For Eddington, these two tables are the everyday table and the scientific table. As it may be clear, the scientific table refers to a table that is made out of atoms. If we were to describe this table we would need to talk about the specific organization of the atoms, the physical properties of the wood etc. On the other hand, the everyday table refers to the table as we experience it, with its social, economic and personal implications. In other words, its function, its price, the memories that we have about it etc. Eddington, understandably, argues that the real table is the scientific table. A sociologist would argue for the reality of the everyday table.

If we were to map these two different realities of a table onto various approaches to brick, Kahn’s brick would best fit into the scientific table as he is interested in the physical properties of the material.  Bonner’s bricks, for example, would be in the everyday table category. More importantly, almost all architects practicing today would fall into either of these two categories. Then the question that we need to answer is that is there a possibility for another reality?

Third Table or The Confused Brick of Architecture

Harman writes that both of Eddington's tables are equally unreal and there is a third table:

When weighing the respective merits of the everyday and scientific tables, we shall find that both are equally unreal, since both amount simply to opposite forms of reductionism. The scientist reduces the table downward to tiny particles invisible to the eye; the humanist reduces it upward to a series of effects on people and other things. The real table is, in fact, a third table lying between these two others. And if Eddington's two tables provided the moral support for Snow's two cultures of scientists and humanists, our third table will probably require a third culture completely different from these two. This is not to say that the third culture is a completely, new one: perhaps it is the culture of the arts, which do not seem to reduce tables either to quarks and electrons or to table-effects on humans.

In a time in which the truth is rendered simply meaningless and institutions that claim to know things are losing their agency, can we thinker around architecture’s third table? What would happen when the material(scientific table) and the digital(cultural table) tectonics start to merge into one another to allow multiple readings?
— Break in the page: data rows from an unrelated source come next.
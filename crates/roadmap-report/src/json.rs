//! JSON serialization of progress reports.
//!
//! # Example
//!
//! ```rust
//! use roadmap_report::{DayInput, ReportGenerator, ReportInput};
//! use roadmap_report::json::JsonGenerator;
//!
//! let input = ReportInput {
//!     days: vec![DayInput { day: 1, week: 1, ..DayInput::default() }],
//!     ..ReportInput::default()
//! };
//! let report = ReportGenerator::new(&input).generate().unwrap();
//! let generator = JsonGenerator::new(&report);
//!
//! // Compact JSON has no newlines
//! assert!(!generator.generate().unwrap().contains('\n'));
//!
//! // Write to file
//! // generator.write_to_file(Path::new("roadmap-report.json"), true).unwrap();
//! ```

use std::fs::File;
use std::io::Write;
use std::path::Path;

use crate::{ProgressReport, ReportError, Result};

/// JSON report generator.
pub struct JsonGenerator<'a> {
    report: &'a ProgressReport,
}

impl<'a> JsonGenerator<'a> {
    /// Creates a new JSON generator for the given report.
    #[must_use]
    pub const fn new(report: &'a ProgressReport) -> Self {
        Self { report }
    }

    /// Generates compact single-line JSON.
    ///
    /// # Errors
    ///
    /// Returns [`ReportError::Serialization`] if JSON serialization fails.
    pub fn generate(&self) -> Result<String> {
        serde_json::to_string(self.report).map_err(ReportError::from)
    }

    /// Generates pretty-printed JSON with 2-space indentation.
    ///
    /// # Errors
    ///
    /// Returns [`ReportError::Serialization`] if JSON serialization fails.
    pub fn generate_pretty(&self) -> Result<String> {
        serde_json::to_string_pretty(self.report).map_err(ReportError::from)
    }

    /// Writes the JSON report to a file, creating or overwriting it.
    ///
    /// Parent directories must exist.
    ///
    /// # Errors
    ///
    /// Returns [`ReportError::Serialization`] if JSON serialization fails.
    /// Returns [`ReportError::Io`] if file creation or writing fails.
    pub fn write_to_file(&self, path: &Path, pretty: bool) -> Result<()> {
        let json = if pretty {
            self.generate_pretty()?
        } else {
            self.generate()?
        };

        let mut file = File::create(path)?;
        file.write_all(json.as_bytes())?;

        Ok(())
    }
}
This new attitude toward the architecture would produce artifacts that do not race towards claiming ‘the reality’. Instead, these artifacts will create equivocal readings that eventually may provide a better model to understand the world surrounding us.
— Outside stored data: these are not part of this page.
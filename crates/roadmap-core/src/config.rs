//! Configuration types for the roadmap planner.
//!
//! Configuration is read from an optional `roadmap.json` file. Every field has
//! a default, unknown fields are ignored, and a missing file yields the
//! defaults. The API credential itself is never stored here; the config only
//! names the environment variable the binary reads it from.

use std::path::Path;

use serde::{Deserialize, Serialize};

use crate::error::{PlannerError, Result};

/// The default config file name.
const CONFIG_FILE_NAME: &str = "roadmap.json";

/// Environment variable consulted when the configured one is unset.
pub const FALLBACK_API_KEY_ENV: &str = "API_KEY";

/// Default model identifier.
fn default_model() -> String {
    "gemini-3-flash-preview".to_string()
}

/// Default sampling temperature for tutor replies.
const fn default_tutor_temperature() -> f32 {
    0.7
}

/// Default base URL of the generative-language service.
fn default_api_base_url() -> String {
    "https://generativelanguage.googleapis.com".to_string()
}

/// Default environment variable holding the API key.
fn default_api_key_env() -> String {
    "GEMINI_API_KEY".to_string()
}

/// Default session-context label passed along with tutor questions.
fn default_tutor_context() -> String {
    "TOEIC Study Session - General Help".to_string()
}

/// Main configuration for the planner.
#[derive(Debug, Clone, Serialize, Deserialize)]
#[serde(rename_all = "camelCase")]
pub struct Config {
    /// Model identifier sent with every request.
    #[serde(default = "default_model")]
    pub model: String,

    /// Sampling temperature for free-form tutor replies.
    #[serde(default = "default_tutor_temperature")]
    pub tutor_temperature: f32,

    /// Base URL of the generative-language REST API.
    #[serde(default = "default_api_base_url")]
    pub api_base_url: String,

    /// Name of the environment variable holding the API key.
    #[serde(default = "default_api_key_env")]
    pub api_key_env: String,

    /// Session-context label used by the tutor when the caller supplies none.
    #[serde(default = "default_tutor_context")]
    pub tutor_context: String,
}

impl Default for Config {
    fn default() -> Self {
        Self {
            model: default_model(),
            tutor_temperature: default_tutor_temperature(),
            api_base_url: default_api_base_url(),
            api_key_env: default_api_key_env(),
            tutor_context: default_tutor_context(),
        }
    }
}

impl Config {
    /// Loads configuration from the current working directory.
    ///
    /// # Errors
    ///
    /// Returns an error if `roadmap.json` exists but is invalid.
    pub fn load() -> Result<Self> {
        let current_dir = std::env::current_dir().map_err(|e| {
            PlannerError::config_parse(
                "<current directory>",
                format!("cannot determine current directory: {e}"),
            )
        })?;
        Self::load_from_dir(&current_dir)
    }

    /// Loads configuration from `roadmap.json` inside a specific directory.
    pub fn load_from_dir(dir: &Path) -> Result<Self> {
        Self::load_from_file(&dir.join(CONFIG_FILE_NAME))
    }

    /// Loads configuration from a specific file path.
    ///
    /// If the file does not exist, returns the default configuration.
    ///
    /// # Errors
    ///
    /// Returns `PlannerError::Io` if the file exists but cannot be read,
    /// `PlannerError::ConfigParseError` if it is not valid JSON, and
    /// `PlannerError::ConfigValidationError` if a value is out of range.
    pub fn load_from_file(path: &Path) -> Result<Self> {
        let contents = match std::fs::read_to_string(path) {
            Ok(contents) => contents,
            Err(e) if e.kind() == std::io::ErrorKind::NotFound => {
                let config = Self::default();
                config.validate()?;
                return Ok(config);
            }
            Err(e) => return Err(e.into()),
        };

        let config: Self = serde_json::from_str(&contents)
            .map_err(|e| PlannerError::config_parse(path, e.to_string()))?;
        config.validate()?;
        Ok(config)
    }

    /// Validates the configuration values.
    ///
    /// - `model` must not be empty
    /// - `tutorTemperature` must be within `0.0..=2.0`
    /// - `apiBaseUrl` must be an `http(s)` URL
    /// - `apiKeyEnv` must not be empty
    pub fn validate(&self) -> Result<()> {
        if self.model.trim().is_empty() {
            return Err(PlannerError::config_validation(
                "model must not be empty",
                "Set model to a generative model identifier in your roadmap.json",
            ));
        }

        if !(0.0..=2.0).contains(&self.tutor_temperature) {
            return Err(PlannerError::config_validation(
                format!(
                    "tutorTemperature must be between 0.0 and 2.0 (got {})",
                    self.tutor_temperature
                ),
                "Set tutorTemperature to a value such as 0.7 in your roadmap.json",
            ));
        }

        let base = self.api_base_url.trim();
        if !(base.starts_with("http://") || base.starts_with("https://")) {
            return Err(PlannerError::config_validation(
                format!("apiBaseUrl must be an http(s) URL (got '{base}')"),
                "Set apiBaseUrl to e.g. https://generativelanguage.googleapis.com in your roadmap.json",
            ));
        }

        if self.api_key_env.trim().is_empty() {
            return Err(PlannerError::config_validation(
                "apiKeyEnv must not be empty",
                "Set apiKeyEnv to the name of the environment variable holding your API key",
            ));
        }

        Ok(())
    }

    /// Resolves the API key from the environment.
    ///
    /// Reads the variable named by `api_key_env`, then [`FALLBACK_API_KEY_ENV`].
    /// Blank values count as unset.
    pub fn resolve_api_key(&self) -> Result<String> {
        [self.api_key_env.as_str(), FALLBACK_API_KEY_ENV]
            .iter()
            .find_map(|var| {
                std::env::var(var)
                    .ok()
                    .filter(|value| !value.trim().is_empty())
            })
            .ok_or_else(|| PlannerError::missing_credential(&self.api_key_env))
    }
}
Now, if we go back to the agreement that we made earlier that This article is not about bricks as bricks are never merely bricks. This idea of equivocal readings and things that consist of multiple realities is not limited to the materiality, it should be seen as a way to confuse the architectural object completely: from its structure to organizational order. Almost like a Russian Matryoshka doll, every layer should have the capacity to deny or go against the previous ones: a detail that is not just a subset of a larger conceptual idea, rooms that do not follow structural order etc. This is not an architecture of no orders but many.

A concept that is often disregarded by the architects who are interpreting Harman’s work is the flat ontology. Simply put, flat ontology provides various beings with the same level of ontological dignity. Therefore it challenges the human-centric view of the world. However, it does not try to replace it with objects, rather it elevates the objects to a level where they need to be in the first place. The idea that humans share the same ontological plane with all the other things in the universe, is a powerful one for the architecture. Particularly in terms of the issue of reality and representation of it that I have been discussing above.  In a type of architecture where form and meaning derived not only through the expression of forces - whether physical(Kahn), cultural (Bonner) or digital(Holder)- but also through borrowing relentlessly from the flat ontological plane, would produce new, unfamiliar realities.